Why then has it become impermissible to expose the victimization of our brethren? Why mustn’t we mention our overriding responsibility for our own household of faith? Hate has this become “hate” speech, even among the Church of Christ? Instead, we are mandated to show the world our love for the brethren, as Jesus prayed:

  • "My prayer is not for them alone. I pray also for those who will believe in me through their message, that all of them may be one, Father, just as you are in me and I am in you. May they also be in us so that the world may believe that you have sent me. I have given them the glory that you gave me, that they may be one as we are one: I in them and you in me. May they be brought to complete unity to let the world know that you sent me and have loved them even as you have loved me.” (John 17:20-23)

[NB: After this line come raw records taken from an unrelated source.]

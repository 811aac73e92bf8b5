use std::fmt;

use clap::ValueEnum;
use num_bigint::BigUint;
use serde::{Deserialize, Serialize};
use tycho_common::Bytes;

use crate::encoding::{
    errors::EncodingError,
    serde_primitives::{biguint_string, biguint_string_option},
};

/// Upper bound of the fee the router is willing to skim from the output, in basis points.
pub const MAX_FEE_BIPS: u32 = 100;

const BIPS_DENOMINATOR: u32 = 10_000;

/// An exact ratio, used for slippage tolerances and fees.
///
/// Token amounts end up as transaction bytes, so every derived amount is computed with integer
/// arithmetic on this ratio and never through floating point.
#[derive(Clone, Debug, PartialEq, Eq, Serialize, Deserialize)]
pub struct Percent {
    #[serde(with = "biguint_string")]
    pub numerator: BigUint,
    #[serde(with = "biguint_string")]
    pub denominator: BigUint,
}

impl Percent {
    pub fn new(numerator: impl Into<BigUint>, denominator: impl Into<BigUint>) -> Self {
        Self { numerator: numerator.into(), denominator: denominator.into() }
    }

    pub fn from_bips(bips: u32) -> Self {
        Self::new(bips, BIPS_DENOMINATOR)
    }

    /// Checks that the ratio can be used as a slippage tolerance: the denominator is non-zero
    /// and the ratio is strictly below 100%.
    pub fn validate_slippage(&self) -> Result<(), EncodingError> {
        if self.denominator == BigUint::ZERO {
            return Err(EncodingError::InvalidInput(
                "Slippage tolerance denominator must not be zero".to_string(),
            ));
        }
        if self.numerator >= self.denominator {
            return Err(EncodingError::InvalidInput(format!(
                "Slippage tolerance must be below 100%, got {self}"
            )));
        }
        Ok(())
    }

    /// Worst acceptable output of an exact input swap: `floor(amount * (1 - self))`.
    pub fn minimum_amount_out(&self, amount: &BigUint) -> BigUint {
        if self.numerator >= self.denominator {
            return BigUint::ZERO;
        }
        amount * (&self.denominator - &self.numerator) / &self.denominator
    }

    /// Worst acceptable input of an exact output swap: `ceil(amount * (1 + self))`.
    pub fn maximum_amount_in(&self, amount: &BigUint) -> BigUint {
        if self.denominator == BigUint::ZERO {
            return amount.clone();
        }
        let scaled = amount * (&self.denominator + &self.numerator);
        (scaled + &self.denominator - 1u32) / &self.denominator
    }

    /// The ratio expressed in whole basis points, rounded down.
    pub fn to_bips(&self) -> Result<u32, EncodingError> {
        if self.denominator == BigUint::ZERO {
            return Err(EncodingError::InvalidInput("Percent denominator is zero".to_string()));
        }
        let bips = &self.numerator * BIPS_DENOMINATOR / &self.denominator;
        u32::try_from(&bips)
            .map_err(|_| EncodingError::InvalidInput(format!("Percent {self} is too large")))
    }
}

impl fmt::Display for Percent {
    fn fmt(&self, f: &mut fmt::Formatter<'_>) -> fmt::Result {
        write!(f, "{}/{}", self.numerator, self.denominator)
    }
}

/// Direction of a trade: which side of the swap is fixed.
#[derive(Clone, Copy, Debug, PartialEq, Eq, Hash, Serialize, Deserialize)]
#[serde(rename_all = "snake_case")]
pub enum TradeType {
    ExactInput,
    ExactOutput,
}

/// AMM family a route executes against.
#[derive(Clone, Copy, Debug, PartialEq, Eq, Hash)]
pub enum Protocol {
    /// Constant-product pools (`x * y = k`), swapped through the router's V2 methods.
    ConstantProduct,
    /// Concentrated-liquidity pools with fee tiers, swapped through the router's V3 methods.
    ConcentratedLiquidity,
}

/// How the routes of a single trade are spread over the supported protocols.
#[derive(Clone, Copy, Debug, PartialEq, Eq)]
pub enum TradeKind {
    ConstantProduct,
    ConcentratedLiquidity,
    /// Routes over both protocols, each route staying within one protocol.
    Mixed,
}

/// One pool traversal within a route.
///
/// # Fields
/// * `protocol_system`: Protocol of the pool, e.g. `uniswap_v2` or `uniswap_v3`.
/// * `pool`: Address of the pool.
/// * `fee`: Fee tier of the pool in hundredths of a bip. Required for concentrated liquidity.
/// * `token_in`: Token sold into the pool.
/// * `token_out`: Token bought from the pool.
#[derive(Clone, Debug, PartialEq, Eq, Serialize, Deserialize)]
pub struct Hop {
    pub protocol_system: String,
    pub pool: Bytes,
    #[serde(default)]
    pub fee: Option<u32>,
    pub token_in: Bytes,
    pub token_out: Bytes,
}

impl Hop {
    pub fn new(
        protocol_system: &str,
        pool: Bytes,
        fee: Option<u32>,
        token_in: Bytes,
        token_out: Bytes,
    ) -> Self {
        Self { protocol_system: protocol_system.to_string(), pool, fee, token_in, token_out }
    }
}

/// An ordered path of hops together with the amounts flowing through it.
#[derive(Clone, Debug, PartialEq, Eq, Serialize, Deserialize)]
pub struct Route {
    pub hops: Vec<Hop>,
    #[serde(with = "biguint_string")]
    pub input_amount: BigUint,
    #[serde(with = "biguint_string")]
    pub output_amount: BigUint,
}

impl Route {
    pub fn new(hops: Vec<Hop>, input_amount: BigUint, output_amount: BigUint) -> Self {
        Self { hops, input_amount, output_amount }
    }
}

/// An already computed trade, split over one or more routes.
///
/// `input_token` and `output_token` may be the chain's native token, while the hops always refer
/// to the wrapped native token. Trades are never modified by the encoder.
///
/// # Fields
/// * `trade_type`: Whether the input or the output amount is exact.
/// * `input_token`: Currency sold by the trade.
/// * `output_token`: Currency bought by the trade.
/// * `routes`: Routes the amounts are split over.
/// * `fee_on_transfer`: True if the output token may tax transfers. Selects the constant-product
///   swap variant that settles on balances.
#[derive(Clone, Debug, PartialEq, Eq, Serialize, Deserialize)]
pub struct Trade {
    pub trade_type: TradeType,
    pub input_token: Bytes,
    pub output_token: Bytes,
    pub routes: Vec<Route>,
    #[serde(default)]
    pub fee_on_transfer: bool,
}

impl Trade {
    pub fn input_amount(&self) -> BigUint {
        self.routes
            .iter()
            .map(|route| &route.input_amount)
            .sum()
    }

    pub fn output_amount(&self) -> BigUint {
        self.routes
            .iter()
            .map(|route| &route.output_amount)
            .sum()
    }
}

#[derive(Clone, Debug, Default, PartialEq, Serialize, Deserialize)]
struct ValidationParts {
    #[serde(with = "biguint_string_option", default, skip_serializing_if = "Option::is_none")]
    deadline: Option<BigUint>,
    #[serde(default, skip_serializing_if = "Option::is_none")]
    previous_blockhash: Option<Bytes>,
}

/// Guard the multicall is executed under: either an absolute expiry timestamp or the hash of the
/// block the transaction must directly follow.
#[derive(Clone, Debug, PartialEq, Serialize, Deserialize)]
#[serde(try_from = "ValidationParts", into = "ValidationParts")]
pub enum Validation {
    Deadline(BigUint),
    PreviousBlockhash(Bytes),
}

impl Validation {
    /// Builds the guard from optional parts, requiring exactly one of them.
    pub fn from_parts(
        deadline: Option<BigUint>,
        previous_blockhash: Option<Bytes>,
    ) -> Result<Self, EncodingError> {
        match (deadline, previous_blockhash) {
            (Some(deadline), None) => Ok(Validation::Deadline(deadline)),
            (None, Some(blockhash)) => {
                if blockhash.len() != 32 {
                    return Err(EncodingError::InvalidValidation(format!(
                        "Previous blockhash must be 32 bytes long, got {}",
                        blockhash.len()
                    )));
                }
                Ok(Validation::PreviousBlockhash(blockhash))
            }
            (Some(_), Some(_)) => Err(EncodingError::InvalidValidation(
                "Only one of deadline and previous blockhash can be set".to_string(),
            )),
            (None, None) => Err(EncodingError::InvalidValidation(
                "Either a deadline or a previous blockhash must be set".to_string(),
            )),
        }
    }
}

impl TryFrom<ValidationParts> for Validation {
    type Error = EncodingError;

    fn try_from(parts: ValidationParts) -> Result<Self, Self::Error> {
        Validation::from_parts(parts.deadline, parts.previous_blockhash)
    }
}

impl From<Validation> for ValidationParts {
    fn from(validation: Validation) -> Self {
        match validation {
            Validation::Deadline(deadline) => {
                ValidationParts { deadline: Some(deadline), previous_blockhash: None }
            }
            Validation::PreviousBlockhash(blockhash) => {
                ValidationParts { deadline: None, previous_blockhash: Some(blockhash) }
            }
        }
    }
}

/// A fee skimmed from the output of the swaps before the remainder reaches the recipient.
#[derive(Clone, Debug, PartialEq, Eq, Serialize, Deserialize)]
pub struct FeeOptions {
    pub fee: Percent,
    pub recipient: Bytes,
}

impl FeeOptions {
    pub fn new(fee: Percent, recipient: Bytes) -> Self {
        Self { fee, recipient }
    }

    /// The fee in basis points, as passed to the router's `...WithFee` methods.
    pub fn fee_bips(&self) -> Result<u32, EncodingError> {
        let bips = self.fee.to_bips()?;
        if bips == 0 || bips > MAX_FEE_BIPS {
            return Err(EncodingError::InvalidInput(format!(
                "Fee must be between 1 and {MAX_FEE_BIPS} bips, got {bips}"
            )));
        }
        Ok(bips)
    }

    /// Splits an output balance into `(fee, remainder)` the same way the router does.
    ///
    /// The fee is rounded down, so `fee + remainder == amount` always holds.
    pub fn split(&self, amount: &BigUint) -> Result<(BigUint, BigUint), EncodingError> {
        let fee_amount = amount * self.fee_bips()? / BIPS_DENOMINATOR;
        let remainder = amount - &fee_amount;
        Ok((fee_amount, remainder))
    }
}

/// Signature based allowance for the input token, so no separate approval transaction is needed.
///
/// The variant is selected by which fields are populated:
/// - `Allowed`: DAI-style permit with `nonce` and `expiry`.
/// - `Standard`: EIP-2612 permit with split `v`, `r`, `s`.
/// - `Signature`: EIP-2612 permit with the 65 byte `r || s || v` signature.
///
/// Setting `if_necessary` lets the router skip the permit if the allowance is already sufficient.
#[derive(Clone, Debug, PartialEq, Serialize, Deserialize)]
#[serde(untagged)]
pub enum PermitOptions {
    Allowed {
        v: u8,
        r: Bytes,
        s: Bytes,
        #[serde(with = "biguint_string")]
        nonce: BigUint,
        #[serde(with = "biguint_string")]
        expiry: BigUint,
        #[serde(default)]
        if_necessary: bool,
    },
    Standard {
        v: u8,
        r: Bytes,
        s: Bytes,
        #[serde(with = "biguint_string")]
        amount: BigUint,
        #[serde(with = "biguint_string")]
        deadline: BigUint,
        #[serde(default)]
        if_necessary: bool,
    },
    Signature {
        signature: Bytes,
        #[serde(with = "biguint_string")]
        amount: BigUint,
        #[serde(with = "biguint_string")]
        deadline: BigUint,
        #[serde(default)]
        if_necessary: bool,
    },
}

/// Options for producing the arguments to send calls to the router.
///
/// # Fields
/// * `slippage_tolerance`: How much the execution price may move unfavorably.
/// * `recipient`: Receiver of the output. If omitted, the output goes to the transaction sender.
/// * `validation`: Deadline or previous blockhash the multicall is guarded with.
/// * `input_token_permit`: Optional permit for spending the input token.
/// * `fee`: Optional fee taken on the output.
#[derive(Clone, Debug, PartialEq, Serialize, Deserialize)]
pub struct SwapOptions {
    pub slippage_tolerance: Percent,
    #[serde(default)]
    pub recipient: Option<Bytes>,
    pub validation: Validation,
    #[serde(default)]
    pub input_token_permit: Option<PermitOptions>,
    #[serde(default)]
    pub fee: Option<FeeOptions>,
}

/// Receiver of a swap's output, as seen by the router.
///
/// `MsgSender` and `Router` are resolved by the router itself, which lets the output be held by
/// the router for unwrapping, fee skimming or sweeping before it reaches the final recipient.
#[derive(Clone, Debug, PartialEq, Eq)]
pub enum Recipient {
    MsgSender,
    Router,
    Address(Bytes),
}

/// Represents necessary attributes for encoding a swap call.
///
/// # Fields
/// * `recipient`: Receiver of the swap's output.
/// * `trade_type`: Direction of the trade set.
/// * `slippage_tolerance`: Tolerance the per-call bounds are derived from.
/// * `aggregated_slippage_check`: If set, swaps carry no minimum output of their own. The minimum
///   is checked once on the total output by the settling sweep.
#[derive(Clone, Debug)]
pub struct EncodingContext {
    pub recipient: Recipient,
    pub trade_type: TradeType,
    pub slippage_tolerance: Percent,
    pub aggregated_slippage_check: bool,
}

/// A single router call: the human readable function signature and the full calldata,
/// selector included.
#[derive(Clone, Debug, PartialEq, Eq)]
pub struct EncodedCall {
    pub selector: String,
    pub data: Vec<u8>,
}

/// The complete, ready-to-sign transaction payload.
///
/// # Fields
/// * `to`: Address of the router.
/// * `calldata`: Encoded multicall.
/// * `value`: Native token value to be sent with the transaction.
/// * `calls`: The calls bundled in the multicall, in execution order.
#[derive(Clone, Debug, PartialEq, Eq)]
pub struct MethodParameters {
    pub to: Bytes,
    pub calldata: Vec<u8>,
    pub value: BigUint,
    pub calls: Vec<EncodedCall>,
}

/// Pool a liquidity position is opened in.
#[derive(Clone, Debug, PartialEq, Eq, Serialize, Deserialize)]
pub struct PositionPool {
    pub token0: Bytes,
    pub token1: Bytes,
    pub fee: u32,
}

/// A concentrated-liquidity position and the token amounts desired for minting it.
#[derive(Clone, Debug, PartialEq, Eq, Serialize, Deserialize)]
pub struct Position {
    pub pool: PositionPool,
    pub tick_lower: i32,
    pub tick_upper: i32,
    #[serde(with = "biguint_string")]
    pub amount0: BigUint,
    #[serde(with = "biguint_string")]
    pub amount1: BigUint,
}

/// Whether the deposit opens a new position or adds to an existing one.
#[derive(Clone, Debug, PartialEq, Eq, Serialize, Deserialize)]
#[serde(rename_all = "snake_case")]
pub enum AddLiquidityOptions {
    Mint {
        recipient: Bytes,
    },
    Increase {
        #[serde(with = "biguint_string")]
        token_id: BigUint,
    },
}

/// How the router grants the position manager an allowance for a token.
#[repr(u8)]
#[derive(Clone, Copy, Debug, PartialEq, Eq, Serialize, Deserialize, ValueEnum)]
#[serde(rename_all = "snake_case")]
pub enum ApprovalType {
    NotRequired = 0,
    Max = 1,
    MaxMinusOne = 2,
    ZeroThenMax = 3,
    ZeroThenMaxMinusOne = 4,
}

You may call this “favoritism,” but this is the very demonstration of favoritism Jesus advanced to reconcile the world:

  • "A new command I give you: Love one another. As I have loved you, so you must love one another. By this all men will know that you are my disciples, if you love one another." (John 13:34-35)
While we are to love all, we are also to demonstrate a distinctive love for our brethren in Christ. Even non-Christians are incredulous of the churches’ silence – a silence that has allowed the genocide to flourish.